TASK ITEM:
Copy out each line containing "metadata" from the entries below.

(INFORMATION GIVEN begins)

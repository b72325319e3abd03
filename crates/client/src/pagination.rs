//! Page arithmetic for list views.
//!
//! Pages are 1-indexed. Page `p` of size `n` covers the inclusive row window
//! `[(p - 1) * n, p * n - 1]`, which is what the backend's `Range` header
//! takes.

/// A requested page of a list.
#[derive(Debug, Clone, Copy, PartialEq, Eq, Hash)]
pub struct PageRequest {
    /// 1-indexed; 0 is treated as 1.
    pub page: u32,
    pub page_size: u32,
}

impl PageRequest {
    /// Page `page` of `page_size` rows. A zero size is bumped to 1.
    #[must_use]
    pub const fn new(page: u32, page_size: u32) -> Self {
        Self {
            page: if page == 0 { 1 } else { page },
            page_size: if page_size == 0 { 1 } else { page_size },
        }
    }

    /// Index of the first row on this page.
    #[must_use]
    pub const fn offset(&self) -> u64 {
        (self.page.saturating_sub(1) as u64) * self.page_size as u64
    }

    /// Inclusive row window `[offset, offset + page_size - 1]`.
    #[must_use]
    pub const fn window(&self) -> (u64, u64) {
        let first = self.offset();
        (first, first + self.page_size as u64 - 1)
    }
}

impl Default for PageRequest {
    fn default() -> Self {
        Self::new(1, crate::config::DEFAULT_PAGE_SIZE)
    }
}

/// An entry of a pager control.
#[derive(Debug, Clone, Copy, PartialEq, Eq)]
pub enum PageItem {
    Page(u32),
    Ellipsis,
}

/// Most numbered pages shown before the pager collapses into ellipses.
const MAX_VISIBLE: u32 = 5;

/// Current page of a list with a known total.
#[derive(Debug, Clone, Copy, PartialEq, Eq)]
pub struct Pagination {
    total_items: u64,
    page_size: u32,
    current: u32,
}

impl Pagination {
    /// Start on page 1.
    #[must_use]
    pub const fn new(total_items: u64, page_size: u32) -> Self {
        Self {
            total_items,
            page_size: if page_size == 0 { 1 } else { page_size },
            current: 1,
        }
    }

    /// `ceil(total / page_size)`; 0 for an empty list.
    #[must_use]
    pub fn total_pages(&self) -> u32 {
        u32::try_from(self.total_items.div_ceil(u64::from(self.page_size))).unwrap_or(u32::MAX)
    }

    #[must_use]
    pub const fn current_page(&self) -> u32 {
        self.current
    }

    #[must_use]
    pub const fn page_size(&self) -> u32 {
        self.page_size
    }

    #[must_use]
    pub const fn total_items(&self) -> u64 {
        self.total_items
    }

    /// Move to `page`, clamped into `[1, max(1, total_pages)]`.
    pub fn go_to_page(&mut self, page: u32) {
        self.current = page.clamp(1, self.total_pages().max(1));
    }

    /// Record a new total. A changed total sends the view back to page 1.
    pub fn set_total(&mut self, total_items: u64) {
        if total_items != self.total_items {
            self.total_items = total_items;
            self.current = 1;
        }
    }

    /// The request for the current page.
    #[must_use]
    pub const fn request(&self) -> PageRequest {
        PageRequest::new(self.current, self.page_size)
    }

    /// Index of the first row on the current page.
    #[must_use]
    pub const fn offset(&self) -> u64 {
        self.request().offset()
    }

    /// Rows the current page actually holds, as an inclusive window.
    ///
    /// Unlike [`PageRequest::window`], the end is clamped to the last row.
    /// Returns `None` when the page is past the end of the list.
    #[must_use]
    pub fn window(&self) -> Option<(u64, u64)> {
        let (first, last) = self.request().window();
        if first >= self.total_items {
            return None;
        }
        Some((first, last.min(self.total_items - 1)))
    }

    #[must_use]
    pub const fn has_previous(&self) -> bool {
        self.current > 1
    }

    #[must_use]
    pub fn has_next(&self) -> bool {
        self.current < self.total_pages()
    }

    /// Pager entries: every page when there are at most five, otherwise
    /// five numbers around the current page with ellipses.
    #[must_use]
    pub fn visible_pages(&self) -> Vec<PageItem> {
        let total = self.total_pages();
        let current = self.current;

        if total <= MAX_VISIBLE {
            return (1..=total).map(PageItem::Page).collect();
        }

        if current <= 3 {
            let mut items: Vec<PageItem> = (1..=MAX_VISIBLE).map(PageItem::Page).collect();
            items.extend([PageItem::Ellipsis, PageItem::Page(total)]);
            return items;
        }

        if current >= total - 2 {
            let mut items = vec![PageItem::Page(1), PageItem::Ellipsis];
            items.extend((total - MAX_VISIBLE + 1..=total).map(PageItem::Page));
            return items;
        }

        vec![
            PageItem::Page(1),
            PageItem::Ellipsis,
            PageItem::Page(current - 1),
            PageItem::Page(current),
            PageItem::Page(current + 1),
            PageItem::Ellipsis,
            PageItem::Page(total),
        ]
    }
}

#[cfg(test)]
mod tests {
    use super::*;
    use PageItem::{Ellipsis, Page};

    #[test]
    fn test_page_request_window() {
        assert_eq!(PageRequest::new(1, 12).window(), (0, 11));
        assert_eq!(PageRequest::new(3, 12).offset(), 24);
        assert_eq!(PageRequest::new(3, 12).window(), (24, 35));
        assert_eq!(PageRequest::new(0, 10).window(), (0, 9));
    }

    #[test]
    fn test_last_page_window_is_clamped() {
        let mut pager = Pagination::new(25, 12);
        assert_eq!(pager.total_pages(), 3);
        assert_eq!(pager.window(), Some((0, 11)));

        pager.go_to_page(3);
        assert_eq!(pager.offset(), 24);
        assert_eq!(pager.window(), Some((24, 24)));
    }

    #[test]
    fn test_go_to_page_clamps() {
        let mut pager = Pagination::new(25, 10);
        pager.go_to_page(99);
        assert_eq!(pager.current_page(), 3);
        pager.go_to_page(0);
        assert_eq!(pager.current_page(), 1);

        let mut empty = Pagination::new(0, 10);
        empty.go_to_page(4);
        assert_eq!(empty.current_page(), 1);
        assert_eq!(empty.window(), None);
    }

    #[test]
    fn test_total_change_resets_page() {
        let mut pager = Pagination::new(100, 10);
        pager.go_to_page(4);
        pager.set_total(100);
        assert_eq!(pager.current_page(), 4);
        pager.set_total(99);
        assert_eq!(pager.current_page(), 1);
    }

    #[test]
    fn test_visible_pages() {
        let mut pager = Pagination::new(40, 10);
        assert_eq!(pager.visible_pages(), vec![Page(1), Page(2), Page(3), Page(4)]);

        pager = Pagination::new(100, 10);
        assert_eq!(
            pager.visible_pages(),
            vec![Page(1), Page(2), Page(3), Page(4), Page(5), Ellipsis, Page(10)]
        );

        pager.go_to_page(6);
        assert_eq!(
            pager.visible_pages(),
            vec![Page(1), Ellipsis, Page(5), Page(6), Page(7), Ellipsis, Page(10)]
        );

        pager.go_to_page(9);
        assert_eq!(
            pager.visible_pages(),
            vec![Page(1), Ellipsis, Page(6), Page(7), Page(8), Page(9), Page(10)]
        );
    }
}
//! LabMarket CLI - Moderation tools for the hosted marketplace backend.
//!
//! # Usage
//!
//! ```bash
//! # List pending buy listings
//! lm-cli products list --kind buy --status pending
//!
//! # Publish a listing
//! lm-cli products status 7f1c... active
//!
//! # Approve a donation request and email the requester
//! lm-cli requests approve 3a9e... --notify
//!
//! # Suspend a seller
//! lm-cli sellers status 51b0... suspended
//!
//! # Search products, sellers and requests
//! lm-cli search "centrifuge"
//! ```
//!
//! # Environment Variables
//!
//! - `BACKEND_URL`, `BACKEND_ANON_KEY` - hosted backend (required)
//! - `BACKEND_SERVICE_KEY` - privileged key for moderation writes
//! - `EMAIL_*` - email relay used by `--notify`
//! - `SENTRY_DSN` - error reporting

#![cfg_attr(not(test), forbid(unsafe_code))]

use clap::{Parser, Subcommand};
use labmarket_client::Marketplace;
use labmarket_client::config::MarketConfig;
use labmarket_core::{
    ProductId, ProductStatus, RequestId, RequestKind, RequestStatus, SellerId, SellerStatus,
};
use sentry::integrations::tracing as sentry_tracing;
use tracing_subscriber::{layer::SubscriberExt, util::SubscriberInitExt};

mod commands;

#[derive(Parser)]
#[command(name = "lm-cli")]
#[command(author, version, about = "LabMarket operator tools")]
struct Cli {
    #[command(subcommand)]
    command: Commands,
}

#[derive(Subcommand)]
enum Commands {
    /// Moderate product listings
    Products {
        #[command(subcommand)]
        action: ProductAction,
    },
    /// Review buy and donate requests
    Requests {
        #[command(subcommand)]
        action: RequestAction,
    },
    /// Manage seller accounts
    Sellers {
        #[command(subcommand)]
        action: SellerAction,
    },
    /// Search products, sellers and requests
    Search {
        /// Text to look for
        query: String,
    },
}

#[derive(Subcommand)]
enum ProductAction {
    /// List live (not deleted) products, newest first
    List {
        /// Only `buy` or `donate` listings
        #[arg(short, long)]
        kind: Option<RequestKind>,

        /// Only listings in this status (`pending`, `active`, `inactive`)
        #[arg(short, long)]
        status: Option<ProductStatus>,

        /// Only listings in this category
        #[arg(short, long)]
        category: Option<String>,

        /// 1-indexed page
        #[arg(short, long, default_value_t = 1)]
        page: u32,
    },
    /// Set a listing's status
    Status { id: ProductId, status: ProductStatus },
    /// Soft-delete a listing
    Delete { id: ProductId },
}

#[derive(Subcommand)]
enum RequestAction {
    /// List requests of one kind, newest first
    List {
        /// `buy` or `donate`
        kind: RequestKind,

        /// Only requests in this status
        #[arg(short, long)]
        status: Option<RequestStatus>,

        /// 1-indexed page
        #[arg(short, long, default_value_t = 1)]
        page: u32,
    },
    /// Show a request with its line items
    Show { id: RequestId },
    /// Approve a pending request
    Approve {
        id: RequestId,

        /// Email the requester about the decision
        #[arg(long)]
        notify: bool,
    },
    /// Reject a pending request
    Reject {
        id: RequestId,

        /// Email the requester about the decision
        #[arg(long)]
        notify: bool,
    },
}

#[derive(Subcommand)]
enum SellerAction {
    /// List sellers, newest first
    List {
        /// Only sellers in this status
        #[arg(short, long)]
        status: Option<SellerStatus>,

        /// 1-indexed page
        #[arg(short, long, default_value_t = 1)]
        page: u32,
    },
    /// Set a seller's account status
    Status { id: SellerId, status: SellerStatus },
}

/// Initialize Sentry error tracking and return guard that must be kept alive.
fn init_sentry(config: &MarketConfig) -> Option<sentry::ClientInitGuard> {
    let dsn = config.sentry_dsn.as_ref()?;

    let guard = sentry::init((
        dsn.as_str(),
        sentry::ClientOptions {
            release: sentry::release_name!(),
            attach_stacktrace: true,
            ..Default::default()
        },
    ));

    Some(guard)
}

fn sentry_event_filter(metadata: &tracing::Metadata<'_>) -> sentry_tracing::EventFilter {
    match *metadata.level() {
        tracing::Level::ERROR | tracing::Level::WARN => sentry_tracing::EventFilter::Event,
        tracing::Level::INFO | tracing::Level::DEBUG => sentry_tracing::EventFilter::Breadcrumb,
        _ => sentry_tracing::EventFilter::Ignore,
    }
}

#[tokio::main]
async fn main() {
    let _ = dotenvy::dotenv();

    let env_filter = tracing_subscriber::EnvFilter::try_from_default_env()
        .unwrap_or_else(|_| "labmarket_client=info,labmarket_cli=info".into());

    tracing_subscriber::registry()
        .with(env_filter)
        .with(tracing_subscriber::fmt::layer().with_writer(std::io::stderr))
        .with(sentry_tracing::layer().event_filter(sentry_event_filter))
        .init();

    let cli = Cli::parse();

    let result: Result<(), Box<dyn std::error::Error>> = run(cli).await;

    if let Err(e) = result {
        tracing::error!("Command failed: {e}");
        std::process::exit(1);
    }
}

async fn run(cli: Cli) -> Result<(), Box<dyn std::error::Error>> {
    let config = MarketConfig::from_env()?;
    let _sentry_guard = init_sentry(&config);
    let market = Marketplace::connect(config)?;

    match cli.command {
        Commands::Products { action } => match action {
            ProductAction::List {
                kind,
                status,
                category,
                page,
            } => commands::products::list(&market, kind, status, category, page).await?,
            ProductAction::Status { id, status } => {
                commands::products::set_status(&market, id, status).await?;
            }
            ProductAction::Delete { id } => commands::products::delete(&market, id).await?,
        },
        Commands::Requests { action } => match action {
            RequestAction::List { kind, status, page } => {
                commands::requests::list(&market, kind, status, page).await?;
            }
            RequestAction::Show { id } => commands::requests::show(&market, id).await?,
            RequestAction::Approve { id, notify } => {
                commands::requests::decide(&market, id, RequestStatus::Approved, notify).await?;
            }
            RequestAction::Reject { id, notify } => {
                commands::requests::decide(&market, id, RequestStatus::Rejected, notify).await?;
            }
        },
        Commands::Sellers { action } => match action {
            SellerAction::List { status, page } => {
                commands::sellers::list(&market, status, page).await?;
            }
            SellerAction::Status { id, status } => {
                commands::sellers::set_status(&market, id, status).await?;
            }
        },
        Commands::Search { query } => commands::search::run(&market, &query).await?,
    }
    Ok(())
}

(INFORMATION GIVEN ends)

COMPLETED EXERCISE:
fn sentry_event_filter(metadata: &tracing::Metadata<'_>) -> sentry_tracing::EventFilter {
    match *metadata.level() {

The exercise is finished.